Below are qmail’s configuration files, found within /var/qmail/control:

Control file                    Purpose

badmailfrom             blacklisted From addresses
bouncefrom              username of bounce sender
bouncehost              hostname of bounce sender
concurrencyincoming     max simultaneous incoming SMTP connections
concurrencylocal        max simultaneous local deliveries
concurrencyremote       max simultaneous remote deliveries
defaultdomain           domain name
defaulthost             host name
databytes               max number of bytes in message (0=no limit)
doublebouncehost        host name of double bounce sender
doublebounceto          user to receive double bounces
locals                  domains that we deliver locally
morercpthosts           secondary rcpthosts database
queuelifetime           seconds a message can remain in queue
rcpthosts               domains that we accept mail for
smtproutes              artificial SMTP routes
timeoutconnect          how long, in seconds, to wait for SMTP connection
timeoutremote           how long, in seconds, to wait for remote server
timeoutsmtpd            how long, in seconds, to wait for SMTP client
virtualdomains          virtual domains and users

How to read the Qmail logs

This is a quick guide on how to read the Qmail logs.
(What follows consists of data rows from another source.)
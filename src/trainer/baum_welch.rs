use ndarray::{s, Array1, Array2, Array3, Axis};
use tracing::warn;

use crate::context::Context;
use crate::error::Result;
use crate::hmm::{floor_and_normalize, Hmm, TrainingSet, ADVANCE, PROBABILITY_FLOOR, STAY};
use crate::utils::{zeros2, zeros3};

use super::forward_backward::Lattice;

/// Occupancy statistics of one E-step, indexed like the feature arena:
/// `gamma[f][s]`, `xi[f][s][k]` with `k` in {stay, advance}, `zeta[f][s][m]`.
#[derive(Debug, Clone)]
pub struct Statistics {
    pub gamma: Array2<f64>,
    pub xi: Array3<f64>,
    pub zeta: Array3<f64>,
}

impl Statistics {

    pub fn new(frames: usize, nstates: usize, nmix: usize) -> Result<Self> {
        Ok(Self {
            gamma: zeros2((frames, nstates), "state occupancy")?,
            xi: zeros3((frames, nstates, 2), "transition occupancy")?,
            zeta: zeros3((frames, nstates, nmix), "component occupancy")?,
        })
    }
}

/// Batch Baum-Welch over a fixed training set. All buffers are sized once
/// from the set and reused by every iteration.
#[derive(Debug, Clone)]
pub struct Reestimator {
    lattice: Lattice,
    stats: Statistics,
    token_lls: Vec<f64>,
}

impl Reestimator {

    pub fn new(set: &TrainingSet, nstates: usize, nmix: usize) -> Result<Self> {
        Ok(Self {
            lattice: Lattice::new(set, nstates)?,
            stats: Statistics::new(set.total_frames(), nstates, nmix)?,
            token_lls: Vec::new(),
        })
    }

    /// One EM iteration. Returns the average token log-likelihood under the
    /// parameters `hmm` held before the update.
    pub fn step(&mut self, ctx: &Context, hmm: &mut Hmm, set: &TrainingSet) -> f64 {
        self.token_lls = self.lattice.evaluate(hmm, set);
        self.expectation(hmm, set);
        self.maximization(ctx, hmm, set);
        self.token_lls.iter().sum::<f64>() / self.token_lls.len() as f64
    }

    pub fn expectation(&mut self, hmm: &Hmm, set: &TrainingSet) {
        let nstates = hmm.nstates();
        let nmix = hmm.nmix();
        let exit = hmm.exit_prob();
        let features = set.features();
        let lattice = &self.lattice;
        let stats = &mut self.stats;

        for token in 0..set.ntokens() {
            let rows = set.rows(token);
            let first = rows.start;
            let len = rows.len();
            let last = rows.end - 1;
            let norm = lattice.alpha[[last, nstates - 1]] * exit;

            for f in first..last {
                for state in 0..nstates {
                    stats.gamma[[f, state]] =
                        lattice.alpha[[f, state]] * lattice.beta[[f, state]] / (lattice.scale[f] * norm);
                }
            }
            stats.gamma.row_mut(last).fill(0.0);
            stats.gamma[[last, nstates - 1]] = 1.0;

            stats.xi.slice_mut(s![rows.clone(), .., ..]).fill(0.0);
            for f in first..first + len.saturating_sub(2) {
                for i in 0..nstates {
                    for k in [STAY, ADVANCE].iter().copied() {
                        let j = i + k;
                        if j < nstates {
                            stats.xi[[f, i, k]] = lattice.alpha[[f, i]]
                                * hmm.a[[i, k]]
                                * lattice.emission[[f + 1, j]]
                                * lattice.beta[[f + 1, j]]
                                / norm;
                        }
                    }
                }
            }
            // forced exit: the frame before last must reach the final state,
            // the last frame leaves the model
            if len >= 2 {
                let f = last - 1;
                if nstates >= 2 {
                    stats.xi[[f, nstates - 2, ADVANCE]] = stats.gamma[[f, nstates - 2]];
                }
                stats.xi[[f, nstates - 1, STAY]] = stats.gamma[[f, nstates - 1]];
            }
            stats.xi[[last, nstates - 1, ADVANCE]] = 1.0;

            for f in rows {
                let frame = features.row(f);
                for state in 0..nstates {
                    let share = stats.gamma[[f, state]] / lattice.emission[[f, state]];
                    for mix in 0..nmix {
                        stats.zeta[[f, state, mix]] =
                            share * hmm.weights[[state, mix]] * hmm.component_density(state, mix, frame);
                    }
                }
            }
        }
    }

    /// Pooled M-step over every frame of every token.
    pub fn maximization(&self, ctx: &Context, hmm: &mut Hmm, set: &TrainingSet) {
        let floor = ctx.config.variance_floor;
        let features = set.features();
        let occupancy = self.stats.gamma.sum_axis(Axis(0));
        let transitions = self.stats.xi.sum_axis(Axis(0));
        let components = self.stats.zeta.sum_axis(Axis(0));

        for state in 0..hmm.nstates() {
            let occ = occupancy[state];
            if !(occ > 0.0) {
                warn!(state, occupancy = occ, "state is never occupied, keeping its parameters");
                continue;
            }
            let mut a = hmm.a.row_mut(state);
            a.assign(&transitions.row(state));
            a /= occ;
            floor_and_normalize(a, PROBABILITY_FLOOR);

            let mut weights = hmm.weights.row_mut(state);
            weights.assign(&components.row(state));
            weights /= occ;
            floor_and_normalize(weights, PROBABILITY_FLOOR);

            for mix in 0..hmm.nmix() {
                let zocc = components[[state, mix]];
                if !(zocc > 0.0) {
                    warn!(state, mix, "component is never occupied, keeping its mean and variance");
                    continue;
                }
                let zeta = self.stats.zeta.slice(s![.., state, mix]);
                let mean = zeta.dot(&features) / zocc;
                let mut variance = Array1::<f64>::zeros(mean.len());
                for (frame, &z) in features.outer_iter().zip(zeta.iter()) {
                    let diff = &frame - &mean;
                    variance.scaled_add(z, &(&diff * &diff));
                }
                variance /= zocc;
                variance.mapv_inplace(|v| if v < floor { floor } else { v });
                hmm.means.slice_mut(s![state, mix, ..]).assign(&mean);
                hmm.variances.slice_mut(s![state, mix, ..]).assign(&variance);
            }
        }
    }

    pub fn statistics(&self) -> &Statistics {
        &self.stats
    }

    /// Per-token log-likelihoods of the last evaluated iteration.
    pub fn token_log_likelihoods(&self) -> &[f64] {
        &self.token_lls
    }
}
All message activity is written to /var/log/qmail/current. There can be a lot of information here, so lets break it down line by line. Below is a snippet from /var/log/qmail/current. I added numbers on the left hand side for the sake of learning.

1.  @40000000461d81581ec60f34 new msg 5915497
2.  @40000000461d81581eda8194 info msg 5915497: bytes 22122 from  qp 99024 uid 89
3.  @40000000461d8158214e737c starting delivery 4088258: msg 5915497 to local [email protected]
4.  @40000000461d81582155ca64 status: local 2/10 remote 0/60
5.  @40000000461d815824de127c delivery 4088258: success: did_1+0+0/
6.  @40000000461d815824f572dc end msg 5915497

Holy @#$%!, what does all this mean? Here it is, line by line:

1. This indicates that a new message has entered the queue. It is denoted by number: 5915497
2. This tells us where the message was from. In this case: [email protected]
3. Here, we see that the message is trying to deliver to a local user: [email protected] Note the delivery sub id number: 4088258
4. This tells us what the queue volume is like. Not important at this moment.
5. This lets us know the message was delivered successfully to [email protected] Note again the delivery sub id number: 4088258
6. Now qmail says, okay, the message denoted by the number: 5915497 is complete.

So when looking at the logs, first locate a from address or destination address in the logs. Once that is found, find the message id number (should be up 1 or 2 lines) and once you find that, you can discover what the message is doing when in the queue.